* _DATA FOR PROCESSING_:
* * * * *

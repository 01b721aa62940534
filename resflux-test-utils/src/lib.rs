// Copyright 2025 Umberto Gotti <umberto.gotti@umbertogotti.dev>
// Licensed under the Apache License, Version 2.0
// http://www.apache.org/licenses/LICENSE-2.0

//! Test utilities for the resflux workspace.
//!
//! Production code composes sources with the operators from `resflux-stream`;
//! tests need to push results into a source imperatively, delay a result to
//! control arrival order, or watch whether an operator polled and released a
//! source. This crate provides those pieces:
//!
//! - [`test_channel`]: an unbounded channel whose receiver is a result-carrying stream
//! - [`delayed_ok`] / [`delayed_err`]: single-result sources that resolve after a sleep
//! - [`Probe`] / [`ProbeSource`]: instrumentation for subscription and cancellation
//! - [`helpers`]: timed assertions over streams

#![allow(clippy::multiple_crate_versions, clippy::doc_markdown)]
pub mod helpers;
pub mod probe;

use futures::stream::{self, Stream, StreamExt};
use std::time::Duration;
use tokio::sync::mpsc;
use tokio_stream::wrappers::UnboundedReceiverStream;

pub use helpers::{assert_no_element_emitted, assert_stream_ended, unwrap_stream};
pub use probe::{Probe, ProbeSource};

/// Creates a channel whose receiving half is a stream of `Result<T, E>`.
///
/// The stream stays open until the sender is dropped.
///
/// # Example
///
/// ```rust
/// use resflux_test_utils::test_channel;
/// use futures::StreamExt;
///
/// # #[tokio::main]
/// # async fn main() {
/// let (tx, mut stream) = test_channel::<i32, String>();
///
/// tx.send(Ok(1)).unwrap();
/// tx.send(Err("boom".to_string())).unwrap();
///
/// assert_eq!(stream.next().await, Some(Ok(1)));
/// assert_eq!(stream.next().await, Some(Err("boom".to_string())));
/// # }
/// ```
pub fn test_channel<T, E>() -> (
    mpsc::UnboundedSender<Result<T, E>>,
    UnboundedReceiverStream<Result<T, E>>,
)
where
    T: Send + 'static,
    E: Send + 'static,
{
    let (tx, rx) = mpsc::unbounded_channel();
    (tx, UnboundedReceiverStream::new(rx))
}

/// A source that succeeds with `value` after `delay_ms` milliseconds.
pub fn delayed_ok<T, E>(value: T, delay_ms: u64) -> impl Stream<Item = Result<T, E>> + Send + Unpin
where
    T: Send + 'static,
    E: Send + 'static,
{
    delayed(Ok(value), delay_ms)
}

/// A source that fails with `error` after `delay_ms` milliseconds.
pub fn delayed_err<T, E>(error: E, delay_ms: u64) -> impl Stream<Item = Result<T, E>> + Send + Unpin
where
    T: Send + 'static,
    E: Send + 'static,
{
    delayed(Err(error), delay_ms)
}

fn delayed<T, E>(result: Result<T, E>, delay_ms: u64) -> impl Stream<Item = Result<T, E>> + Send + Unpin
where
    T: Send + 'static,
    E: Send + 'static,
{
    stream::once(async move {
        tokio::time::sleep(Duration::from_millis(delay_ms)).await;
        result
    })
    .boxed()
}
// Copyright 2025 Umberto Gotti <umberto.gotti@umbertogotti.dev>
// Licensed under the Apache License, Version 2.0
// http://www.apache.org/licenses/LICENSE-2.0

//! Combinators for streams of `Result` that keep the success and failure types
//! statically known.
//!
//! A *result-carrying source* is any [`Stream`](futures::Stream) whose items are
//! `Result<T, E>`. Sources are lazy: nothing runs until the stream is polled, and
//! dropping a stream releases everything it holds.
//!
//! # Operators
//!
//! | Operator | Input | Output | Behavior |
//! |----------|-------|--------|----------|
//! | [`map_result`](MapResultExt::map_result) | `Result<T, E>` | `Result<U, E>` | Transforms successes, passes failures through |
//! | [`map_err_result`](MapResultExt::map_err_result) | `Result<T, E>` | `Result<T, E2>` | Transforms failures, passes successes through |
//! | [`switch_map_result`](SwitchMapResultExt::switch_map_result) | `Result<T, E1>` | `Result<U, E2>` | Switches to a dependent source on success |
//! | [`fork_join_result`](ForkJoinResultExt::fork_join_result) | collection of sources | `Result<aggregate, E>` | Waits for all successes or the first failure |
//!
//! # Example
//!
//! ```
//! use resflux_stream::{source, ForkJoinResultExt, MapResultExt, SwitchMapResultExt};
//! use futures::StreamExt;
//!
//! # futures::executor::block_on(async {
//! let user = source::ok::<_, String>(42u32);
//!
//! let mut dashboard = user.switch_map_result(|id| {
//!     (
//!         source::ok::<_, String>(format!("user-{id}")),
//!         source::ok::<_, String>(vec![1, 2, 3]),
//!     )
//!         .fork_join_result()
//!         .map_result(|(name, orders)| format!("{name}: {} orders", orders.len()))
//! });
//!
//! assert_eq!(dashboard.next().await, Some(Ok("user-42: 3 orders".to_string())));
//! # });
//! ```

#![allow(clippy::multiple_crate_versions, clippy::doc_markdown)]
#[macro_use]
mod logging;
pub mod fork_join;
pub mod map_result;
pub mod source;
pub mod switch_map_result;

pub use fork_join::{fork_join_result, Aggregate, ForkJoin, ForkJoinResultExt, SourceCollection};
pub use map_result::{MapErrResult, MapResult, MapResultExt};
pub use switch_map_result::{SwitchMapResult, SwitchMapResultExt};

* * * * *

* _GOAL OF THE EXERCISE_: A word-for-word repetition of the listing above is required.

* _SOLUTION TO THIS EXERCISE_:
repository 01b721aa62940534
filename resflux-test-utils/src/lib.rs
// Copyright 2025 Umberto Gotti <umberto.gotti@umbertogotti.dev>
// Licensed under the Apache License, Version 2.0
// http://www.apache.org/licenses/LICENSE-2.0

//! Test utilities for the resflux workspace.
//!
//! Production code composes sources with the operators from `resflux-stream`;
//! tests need to push results into a source imperatively, delay a result to
//! control arrival order, or watch whether an operator polled and released a
//! source. This crate provides those pieces:
//!
//! - [`test_channel`]: an unbounded channel whose receiver is a result-carrying stream
//! - [`delayed_ok`] / [`delayed_err`]: single-result sources that resolve after a sleep
//! - [`Probe`] / [`ProbeSource`]: instrumentation for subscription and cancellation
//! - [`helpers`]: timed assertions over streams

#![allow(clippy::multiple_crate_versions, clippy::doc_markdown)]
pub mod helpers;
pub mod probe;

use futures::stream::{self, Stream, StreamExt};
use std::time::Duration;
use tokio::sync::mpsc;
use tokio_stream::wrappers::UnboundedReceiverStream;

pub use helpers::{assert_no_element_emitted, assert_stream_ended, unwrap_stream};
pub use probe::{Probe, ProbeSource};

/// Creates a channel whose receiving half is a stream of `Result<T, E>`.
///
/// The stream stays open until the sender is dropped.
///
/// # Example
///
/// ```rust
/// use resflux_test_utils::test_channel;
/// use futures::StreamExt;
///
/// # #[tokio::main]
/// # async fn main() {
/// let (tx, mut stream) = test_channel::<i32, String>();
///
/// tx.send(Ok(1)).unwrap();
/// tx.send(Err("boom".to_string())).unwrap();
///
/// assert_eq!(stream.next().await, Some(Ok(1)));
/// assert_eq!(stream.next().await, Some(Err("boom".to_string())));
/// # }
/// ```
pub fn test_channel<T, E>() -> (
    mpsc::UnboundedSender<Result<T, E>>,
    UnboundedReceiverStream<Result<T, E>>,
)
where
    T: Send + 'static,
    E: Send + 'static,
{
    let (tx, rx) = mpsc::unbounded_channel();
    (tx, UnboundedReceiverStream::new(rx))
}

/// A source that succeeds with `value` after `delay_ms` milliseconds.
pub fn delayed_ok<T, E>(value: T, delay_ms: u64) -> impl Stream<Item = Result<T, E>> + Send + Unpin
where
    T: Send + 'static,
    E: Send + 'static,
{
    delayed(Ok(value), delay_ms)
}

/// A source that fails with `error` after `delay_ms` milliseconds.
pub fn delayed_err<T, E>(error: E, delay_ms: u64) -> impl Stream<Item = Result<T, E>> + Send + Unpin
where
    T: Send + 'static,
    E: Send + 'static,
{
    delayed(Err(error), delay_ms)
}

fn delayed<T, E>(result: Result<T, E>, delay_ms: u64) -> impl Stream<Item = Result<T, E>> + Send + Unpin
where
    T: Send + 'static,
    E: Send + 'static,
{
    stream::once(async move {
        tokio::time::sleep(Duration::from_millis(delay_ms)).await;
        result
    })
    .boxed()
}
// Copyright 2025 Umberto Gotti <umberto.gotti@umbertogotti.dev>
// Licensed under the Apache License, Version 2.0
// http://www.apache.org/licenses/LICENSE-2.0

//! Combinators for streams of `Result` that keep the success and failure types
//! statically known.
//!
//! A *result-carrying source* is any [`Stream`](futures::Stream) whose items are
//! `Result<T, E>`. Sources are lazy: nothing runs until the stream is polled, and
//! dropping a stream releases everything it holds.
//!
//! # Operators
//!
//! | Operator | Input | Output | Behavior |
//! |----------|-------|--------|----------|
//! | [`map_result`](MapResultExt::map_result) | `Result<T, E>` | `Result<U, E>` | Transforms successes, passes failures through |
//! | [`map_err_result`](MapResultExt::map_err_result) | `Result<T, E>` | `Result<T, E2>` | Transforms failures, passes successes through |
//! | [`switch_map_result`](SwitchMapResultExt::switch_map_result) | `Result<T, E1>` | `Result<U, E2>` | Switches to a dependent source on success |
//! | [`fork_join_result`](ForkJoinResultExt::fork_join_result) | collection of sources | `Result<aggregate, E>` | Waits for all successes or the first failure |
//!
//! # Example
//!
//! ```
//! use resflux_stream::{source, ForkJoinResultExt, MapResultExt, SwitchMapResultExt};
//! use futures::StreamExt;
//!
//! # futures::executor::block_on(async {
//! let user = source::ok::<_, String>(42u32);
//!
//! let mut dashboard = user.switch_map_result(|id| {
//!     (
//!         source::ok::<_, String>(format!("user-{id}")),
//!         source::ok::<_, String>(vec![1, 2, 3]),
//!     )
//!         .fork_join_result()
//!         .map_result(|(name, orders)| format!("{name}: {} orders", orders.len()))
//! });
//!
//! assert_eq!(dashboard.next().await, Some(Ok("user-42: 3 orders".to_string())));
//! # });
//! ```

#![allow(clippy::multiple_crate_versions, clippy::doc_markdown)]
#[macro_use]
mod logging;
pub mod fork_join;
pub mod map_result;
pub mod source;
pub mod switch_map_result;

pub use fork_join::{fork_join_result, Aggregate, ForkJoin, ForkJoinResultExt, SourceCollection};
pub use map_result::{MapErrResult, MapResult, MapResultExt};
pub use switch_map_result::{SwitchMapResult, SwitchMapResultExt};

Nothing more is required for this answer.